(Stored data entries)
****************
//! Bounded trial loop deciding whether a level can be finished.
//!
//! The engine and agent pairing is not deterministic from run to run, so a
//! level gets up to `max_trials` attempts and counts as playable as soon as one
//! of them reaches the flag.

use log::{debug, info};
use serde::{Deserialize, Serialize};

use crate::engine::{AgentId, EngineError, SimulationEngine, SimulationOutcome, SimulationRequest};

/// Settings shared by every trial of a probe.
#[derive(Debug, Clone, PartialEq, Eq, Serialize, Deserialize)]
#[serde(default)]
pub struct ProbeConfig {
    pub max_trials: usize,
    /// In-game seconds per trial.
    pub time_budget: u32,
    pub agent: AgentId,
    pub render: bool,
}

impl ProbeConfig {
    pub const DEFAULT_MAX_TRIALS: usize = 10;
    pub const DEFAULT_TIME_BUDGET: u32 = 20;

    #[must_use]
    pub fn with_max_trials(max_trials: usize) -> Self {
        Self {
            max_trials,
            ..Self::default()
        }
    }
}

impl Default for ProbeConfig {
    fn default() -> Self {
        Self {
            max_trials: Self::DEFAULT_MAX_TRIALS,
            time_budget: Self::DEFAULT_TIME_BUDGET,
            agent: AgentId::default(),
            render: false,
        }
    }
}

/// Verdict for one level.
#[derive(Debug, Clone, PartialEq, Default)]
pub struct LevelResult {
    pub playable: bool,
    /// Engine runs consumed, at most `max_trials`.
    pub trials: usize,
    /// Actions of the first completing run; empty when not playable.
    pub actions: Vec<i32>,
    /// Full outcome of the last run, if any ran.
    pub last_outcome: Option<SimulationOutcome>,
}

/// Run trials until one completes the level or the budget is spent.
///
/// # Errors
///
/// Engine failures are returned as-is and end the probe.
pub fn probe_playability<E>(
    engine: &mut E,
    level: &str,
    config: &ProbeConfig,
) -> Result<LevelResult, EngineError>
where
    E: SimulationEngine + ?Sized,
{
    let request = SimulationRequest {
        level,
        agent: &config.agent,
        time_budget: config.time_budget,
        render: config.render,
    };

    let mut result = LevelResult::default();
    while result.trials < config.max_trials {
        let outcome = engine.run(&request)?;
        result.trials += 1;
        debug!(
            "trial {}/{}: completion {:.3}",
            result.trials, config.max_trials, outcome.completion
        );

        if outcome.completed() {
            result.playable = true;
            result.actions.clone_from(&outcome.actions);
            result.last_outcome = Some(outcome);
            break;
        }
        result.last_outcome = Some(outcome);
    }

    info!(
        "{} after {} trial(s)",
        if result.playable { "playable" } else { "not playable" },
        result.trials
    );
    Ok(result)
}

#[cfg(test)]
mod tests {
    use super::*;
    use crate::scripted::ScriptedEngine;

    fn finishing_outcome(actions: &[i32]) -> SimulationOutcome {
        SimulationOutcome {
            completion: 1.0,
            actions: actions.to_vec(),
            stats: None,
        }
    }

    #[test]
    fn stops_at_first_completion() {
        let mut engine = ScriptedEngine::from_completions(&[0.5, 0.5]);
        engine.extend([finishing_outcome(&[2, 2, 10]), finishing_outcome(&[7])]);

        let result = probe_playability(&mut engine, "---", &ProbeConfig::default()).unwrap();
        assert!(result.playable);
        assert_eq!(result.trials, 3);
        assert_eq!(result.actions, vec![2, 2, 10]);
        assert_eq!(engine.runs(), 3);
        assert_eq!(engine.remaining(), 1);
    }

    #[test]
    fn exhausts_budget_without_completion() {
        let mut engine = ScriptedEngine::from_completions(&[0.9; 12]);
        let result = probe_playability(&mut engine, "---", &ProbeConfig::default()).unwrap();
        assert!(!result.playable);
        assert_eq!(result.trials, 10);
        assert!(result.actions.is_empty());
        assert_eq!(engine.runs(), 10);
    }

    #[test]
    fn zero_budget_never_runs_the_engine() {
        let mut engine = ScriptedEngine::from_completions(&[1.0]);
        let result = probe_playability(&mut engine, "---", &ProbeConfig::with_max_trials(0)).unwrap();
        assert!(!result.playable);
        assert_eq!(result.trials, 0);
        assert!(result.last_outcome.is_none());
        assert_eq!(engine.runs(), 0);
    }

    #[test]
    fn larger_budgets_keep_a_playable_verdict() {
        let completions = [0.1, 0.4, 0.8, 1.0, 0.2, 0.3];
        let first_success = 4;
        for budget in 0..=completions.len() + 2 {
            let mut engine = ScriptedEngine::from_completions(&completions);
            let result =
                probe_playability(&mut engine, "-", &ProbeConfig::with_max_trials(budget)).unwrap();
            assert_eq!(result.playable, budget >= first_success, "budget {budget}");
            assert_eq!(result.trials, budget.min(first_success));
        }
    }

    #[test]
    fn engine_receives_configured_request() {
        let mut engine = ScriptedEngine::from_completions(&[1.0]);
        probe_playability(&mut engine, "tt\nXX", &ProbeConfig::default()).unwrap();
        assert_eq!(engine.levels_seen(), ["tt\nXX".to_string()]);
    }

    #[test]
    fn engine_failure_is_propagated() {
        let mut engine = ScriptedEngine::from_completions(&[0.2]);
        let err = probe_playability(&mut engine, "-", &ProbeConfig::default()).unwrap_err();
        assert!(matches!(err, EngineError::ScriptExhausted { runs: 1 }));
    }

    #[test]
    fn probe_config_fills_missing_fields() {
        let config: ProbeConfig = serde_json::from_str(r#"{"max_trials": 3}"#).unwrap();
        assert_eq!(config.max_trials, 3);
        assert_eq!(config.time_budget, 20);
        assert_eq!(config.agent, AgentId::default());
        assert!(!config.render);
    }
}
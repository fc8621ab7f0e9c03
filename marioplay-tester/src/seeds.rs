use clap::ValueEnum;
use marioplay_game::{JavaRandom, RandSampler, UnitSampler};
use rand::SeedableRng;
use rand_chacha::ChaCha20Rng;

/// Random stream used for `?` block contents.
#[derive(Debug, Clone, Copy, PartialEq, Eq, Default, ValueEnum)]
pub enum RngKind {
    /// 48-bit LCG matching the stream of the reference playability runs
    #[default]
    Java,
    /// ChaCha20 stream from `rand_chacha`
    Chacha,
}

/// Build the sampler for `kind`, seeded from the command-line seed.
#[must_use]
pub fn build_sampler(kind: RngKind, seed: i64) -> Box<dyn UnitSampler> {
    match kind {
        RngKind::Java => Box::new(JavaRandom::new(seed)),
        RngKind::Chacha => Box::new(RandSampler(ChaCha20Rng::seed_from_u64(seed.unsigned_abs()))),
    }
}
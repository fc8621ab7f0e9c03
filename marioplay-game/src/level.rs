use log::warn;

use crate::tiles::VglcTile;

/// A level grid held as its rows of tile symbols.
#[derive(Debug, Clone, PartialEq, Eq, Default)]
pub struct Level {
    rows: Vec<String>,
}

impl Level {
    /// Split level text into rows, accepting `\n` and `\r\n` separators.
    ///
    /// A single trailing line break does not start an extra row.
    #[must_use]
    pub fn parse(text: &str) -> Self {
        let rows = text.lines().map(str::to_string).collect();
        Self { rows }
    }

    #[must_use]
    pub fn rows(&self) -> &[String] {
        &self.rows
    }

    #[must_use]
    pub fn height(&self) -> usize {
        self.rows.len()
    }

    /// Length of the longest row, in symbols.
    #[must_use]
    pub fn width(&self) -> usize {
        self.rows
            .iter()
            .map(|row| row.chars().count())
            .max()
            .unwrap_or(0)
    }

    #[must_use]
    pub fn is_rectangular(&self) -> bool {
        let width = self.width();
        self.rows.iter().all(|row| row.chars().count() == width)
    }

    /// Distinct symbols outside the VGLC alphabet, in first-seen order.
    #[must_use]
    pub fn unknown_symbols(&self) -> Vec<char> {
        let mut unknown = Vec::new();
        for symbol in self.rows.iter().flat_map(|row| row.chars()) {
            if VglcTile::from_symbol(symbol).is_none() && !unknown.contains(&symbol) {
                unknown.push(symbol);
            }
        }
        unknown
    }

    /// Log a warning for ragged rows and for symbols outside the VGLC
    /// alphabet. Returns `true` when the grid is clean.
    pub fn warn_if_irregular(&self, name: &str) -> bool {
        let mut clean = true;
        if !self.is_rectangular() {
            warn!(
                "{name}: ragged rows ({} rows, widest {})",
                self.height(),
                self.width()
            );
            clean = false;
        }
        let unknown = self.unknown_symbols();
        if !unknown.is_empty() {
            let symbols: String = unknown.into_iter().collect();
            warn!("{name}: symbols outside the VGLC alphabet kept as-is: {symbols}");
            clean = false;
        }
        clean
    }
}
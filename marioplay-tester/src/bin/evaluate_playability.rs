//! Batch playability evaluation.
//!
//! Usage:
//!   evaluate-playability <seed> <output_folder>
//!   evaluate-playability 7 results/ --config experiments.json
//!   evaluate-playability 7 results/ --experiment MarioGPT/levels=Playability_MarioGPT.csv

use anyhow::{Context, Result};
use clap::Parser;
use colored::Colorize;
use log::info;
use std::io::stdout;
use std::path::PathBuf;

use marioplay_tester::config::parse_experiment_arg;
use marioplay_tester::reports::generate_console_summary;
use marioplay_tester::util::init_logging;
use marioplay_tester::{
    BatchDriver, Experiment, ExperimentEntry, ProcessEngine, RngKind, ToolConfig, build_sampler,
    discover_experiments,
};

#[derive(Debug, Parser)]
#[command(name = "evaluate-playability", version)]
#[command(about = "Evaluate playability of every generated level and write one CSV per experiment")]
struct Args {
    /// Seed for the `?` block random stream
    #[arg(allow_negative_numbers = true)]
    seed: i64,

    /// Folder receiving the CSV files
    output_folder: PathBuf,

    /// JSON configuration file
    #[arg(long)]
    config: Option<PathBuf>,

    /// Override the folder holding the generators' level sets
    #[arg(long)]
    generators_root: Option<PathBuf>,

    /// Experiment as SOURCE_FOLDER=OUTPUT_FILE (repeatable, replaces configured experiments)
    #[arg(long = "experiment", value_name = "SOURCE=OUTPUT")]
    experiments: Vec<String>,

    /// Maximum engine runs per level
    #[arg(long)]
    max_trials: Option<usize>,

    /// Random stream for `?` blocks
    #[arg(long, value_enum, default_value_t = RngKind::Java)]
    rng: RngKind,

    /// Verbose output
    #[arg(short, long)]
    verbose: bool,
}

fn main() -> Result<()> {
    let args = Args::parse();
    init_logging(args.verbose, "info");

    let config = load_config(&args)?;
    let experiments = resolve_experiments(&config);

    announce_banner();
    info!(
        "{} experiment(s), seed {}, up to {} trial(s) per level",
        experiments.len(),
        args.seed,
        config.probe.max_trials
    );

    let engine = ProcessEngine::new(config.engine.clone());
    let sampler = build_sampler(args.rng, args.seed);
    let mut driver = BatchDriver::new(engine, sampler, config.probe.clone());
    let summaries = driver
        .run_all(&config.generators_root, &experiments, &args.output_folder)
        .context("simulation engine failed")?;

    generate_console_summary(&mut stdout(), &summaries)?;
    Ok(())
}

fn announce_banner() {
    println!("{}", "🍄 Mario Playability Evaluation".bright_cyan().bold());
    println!("{}", "================================".cyan());
}

fn load_config(args: &Args) -> Result<ToolConfig> {
    let mut config = ToolConfig::load_or_default(args.config.as_deref())?;
    if let Some(root) = &args.generators_root {
        config.generators_root.clone_from(root);
    }
    if let Some(max_trials) = args.max_trials {
        config.probe.max_trials = max_trials;
    }
    if !args.experiments.is_empty() {
        config.experiments = args
            .experiments
            .iter()
            .map(|raw| parse_experiment_arg(raw).map(ExperimentEntry::Folder))
            .collect::<Result<_, _>>()?;
    }
    Ok(config)
}

fn resolve_experiments(config: &ToolConfig) -> Vec<Experiment> {
    config
        .experiments
        .iter()
        .flat_map(|entry| match entry {
            ExperimentEntry::Folder(experiment) => vec![experiment.clone()],
            ExperimentEntry::Discover { discover } => {
                discover_experiments(&config.generators_root, discover)
            }
        })
        .collect()
}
****************
# Task goal
With the line that has "2, 10]), finishing_outcome(&[7])]);" as the first and the line that has "let err = probe_playability(&mut" as the last, repeat exactly that run of lines above and no more.

# Your response
        engine.extend([finishing_outcome(&[2, 2, 10]), finishing_outcome(&[7])]);

        let result = probe_playability(&mut engine, "---", &ProbeConfig::default()).unwrap();
        assert!(result.playable);
        assert_eq!(result.trials, 3);
        assert_eq!(result.actions, vec![2, 2, 10]);
        assert_eq!(engine.runs(), 3);
        assert_eq!(engine.remaining(), 1);
    }

    #[test]
    fn exhausts_budget_without_completion() {
        let mut engine = ScriptedEngine::from_completions(&[0.9; 12]);
        let result = probe_playability(&mut engine, "---", &ProbeConfig::default()).unwrap();
        assert!(!result.playable);
        assert_eq!(result.trials, 10);
        assert!(result.actions.is_empty());
        assert_eq!(engine.runs(), 10);
    }

    #[test]
    fn zero_budget_never_runs_the_engine() {
        let mut engine = ScriptedEngine::from_completions(&[1.0]);
        let result = probe_playability(&mut engine, "---", &ProbeConfig::with_max_trials(0)).unwrap();
        assert!(!result.playable);
        assert_eq!(result.trials, 0);
        assert!(result.last_outcome.is_none());
        assert_eq!(engine.runs(), 0);
    }

    #[test]
    fn larger_budgets_keep_a_playable_verdict() {
        let completions = [0.1, 0.4, 0.8, 1.0, 0.2, 0.3];
        let first_success = 4;
        for budget in 0..=completions.len() + 2 {
            let mut engine = ScriptedEngine::from_completions(&completions);
            let result =
                probe_playability(&mut engine, "-", &ProbeConfig::with_max_trials(budget)).unwrap();
            assert_eq!(result.playable, budget >= first_success, "budget {budget}");
            assert_eq!(result.trials, budget.min(first_success));
        }
    }

    #[test]
    fn engine_receives_configured_request() {
        let mut engine = ScriptedEngine::from_completions(&[1.0]);
        probe_playability(&mut engine, "tt\nXX", &ProbeConfig::default()).unwrap();
        assert_eq!(engine.levels_seen(), ["tt\nXX".to_string()]);
    }

    #[test]
    fn engine_failure_is_propagated() {
        let mut engine = ScriptedEngine::from_completions(&[0.2]);
        let err = probe_playability(&mut engine, "-", &ProbeConfig::default()).unwrap_err();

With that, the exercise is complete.